Task goal:
Search the material below for lines containing the string "same", and copy every one you find.

Data for analysis:
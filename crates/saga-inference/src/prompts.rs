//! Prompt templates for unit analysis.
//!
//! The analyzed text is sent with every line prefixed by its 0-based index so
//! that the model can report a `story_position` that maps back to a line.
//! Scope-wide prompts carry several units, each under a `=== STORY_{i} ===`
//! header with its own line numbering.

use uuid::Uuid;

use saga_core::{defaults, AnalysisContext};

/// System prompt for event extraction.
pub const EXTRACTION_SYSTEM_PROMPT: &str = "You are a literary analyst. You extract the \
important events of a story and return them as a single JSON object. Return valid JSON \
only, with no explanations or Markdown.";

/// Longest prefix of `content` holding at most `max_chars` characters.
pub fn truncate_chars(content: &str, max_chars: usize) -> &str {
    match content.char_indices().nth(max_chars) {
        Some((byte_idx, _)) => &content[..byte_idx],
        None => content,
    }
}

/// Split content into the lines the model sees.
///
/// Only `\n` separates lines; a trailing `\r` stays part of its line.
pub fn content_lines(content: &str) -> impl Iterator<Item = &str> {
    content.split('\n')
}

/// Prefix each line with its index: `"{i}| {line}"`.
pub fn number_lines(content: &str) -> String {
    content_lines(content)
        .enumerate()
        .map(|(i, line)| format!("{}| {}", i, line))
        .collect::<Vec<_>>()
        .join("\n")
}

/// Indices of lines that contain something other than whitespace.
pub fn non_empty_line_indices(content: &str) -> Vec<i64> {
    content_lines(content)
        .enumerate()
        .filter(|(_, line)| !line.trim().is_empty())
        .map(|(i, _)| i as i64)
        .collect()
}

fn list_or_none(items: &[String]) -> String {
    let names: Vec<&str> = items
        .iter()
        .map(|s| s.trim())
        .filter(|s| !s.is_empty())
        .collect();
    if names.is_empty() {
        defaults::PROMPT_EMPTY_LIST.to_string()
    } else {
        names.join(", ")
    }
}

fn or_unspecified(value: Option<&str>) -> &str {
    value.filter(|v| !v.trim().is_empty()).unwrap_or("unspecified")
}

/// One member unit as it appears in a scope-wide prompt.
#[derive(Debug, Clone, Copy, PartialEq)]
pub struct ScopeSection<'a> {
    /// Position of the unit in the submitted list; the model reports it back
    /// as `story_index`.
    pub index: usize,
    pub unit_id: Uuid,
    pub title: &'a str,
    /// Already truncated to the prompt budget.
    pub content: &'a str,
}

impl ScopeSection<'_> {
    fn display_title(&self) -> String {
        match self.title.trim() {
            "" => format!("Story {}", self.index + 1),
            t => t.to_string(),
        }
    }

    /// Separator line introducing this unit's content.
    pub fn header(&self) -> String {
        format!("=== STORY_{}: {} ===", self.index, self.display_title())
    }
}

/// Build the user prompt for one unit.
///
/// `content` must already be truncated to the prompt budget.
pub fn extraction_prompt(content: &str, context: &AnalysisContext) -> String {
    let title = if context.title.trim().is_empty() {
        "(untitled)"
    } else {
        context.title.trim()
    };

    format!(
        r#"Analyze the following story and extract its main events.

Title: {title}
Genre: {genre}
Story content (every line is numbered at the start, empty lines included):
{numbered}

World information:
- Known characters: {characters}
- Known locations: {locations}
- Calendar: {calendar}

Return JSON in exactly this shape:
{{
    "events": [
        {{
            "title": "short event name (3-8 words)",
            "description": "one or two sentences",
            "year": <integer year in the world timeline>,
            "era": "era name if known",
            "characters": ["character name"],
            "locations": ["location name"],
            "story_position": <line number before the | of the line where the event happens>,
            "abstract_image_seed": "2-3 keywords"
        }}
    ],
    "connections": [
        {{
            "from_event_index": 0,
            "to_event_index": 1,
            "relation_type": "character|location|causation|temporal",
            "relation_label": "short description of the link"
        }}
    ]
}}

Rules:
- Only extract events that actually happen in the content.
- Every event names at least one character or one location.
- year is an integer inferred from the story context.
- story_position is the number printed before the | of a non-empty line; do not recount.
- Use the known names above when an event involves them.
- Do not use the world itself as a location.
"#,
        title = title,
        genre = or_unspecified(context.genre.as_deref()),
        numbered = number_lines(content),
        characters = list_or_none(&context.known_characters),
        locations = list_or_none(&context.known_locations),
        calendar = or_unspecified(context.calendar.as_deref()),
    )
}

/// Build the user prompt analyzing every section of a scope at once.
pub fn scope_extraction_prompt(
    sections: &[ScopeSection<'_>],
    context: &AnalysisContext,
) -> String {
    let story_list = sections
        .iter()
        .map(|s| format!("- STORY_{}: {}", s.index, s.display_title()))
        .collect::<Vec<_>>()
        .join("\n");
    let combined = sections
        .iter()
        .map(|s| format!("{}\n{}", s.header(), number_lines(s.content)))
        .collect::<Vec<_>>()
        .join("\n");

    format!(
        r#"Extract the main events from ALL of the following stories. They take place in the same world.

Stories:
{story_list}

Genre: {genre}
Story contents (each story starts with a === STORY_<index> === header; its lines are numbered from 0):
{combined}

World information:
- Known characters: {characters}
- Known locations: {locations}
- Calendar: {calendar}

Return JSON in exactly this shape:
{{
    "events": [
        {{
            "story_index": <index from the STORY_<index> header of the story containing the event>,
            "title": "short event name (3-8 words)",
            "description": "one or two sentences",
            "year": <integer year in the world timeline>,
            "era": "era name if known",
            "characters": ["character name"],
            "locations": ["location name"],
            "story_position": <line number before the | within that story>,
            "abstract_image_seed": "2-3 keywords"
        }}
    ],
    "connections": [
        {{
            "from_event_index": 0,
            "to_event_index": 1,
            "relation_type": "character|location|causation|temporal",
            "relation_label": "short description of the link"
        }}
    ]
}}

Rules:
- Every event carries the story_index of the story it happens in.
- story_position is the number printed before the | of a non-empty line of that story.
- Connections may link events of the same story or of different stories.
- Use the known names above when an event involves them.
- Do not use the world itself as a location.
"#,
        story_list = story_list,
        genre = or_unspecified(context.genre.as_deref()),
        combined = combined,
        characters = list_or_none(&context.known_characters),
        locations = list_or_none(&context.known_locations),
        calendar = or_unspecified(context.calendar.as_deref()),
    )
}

Output below:
        r#"Extract the main events from ALL of the following stories. They take place in the same world.
- Connections may link events of the same story or of different stories.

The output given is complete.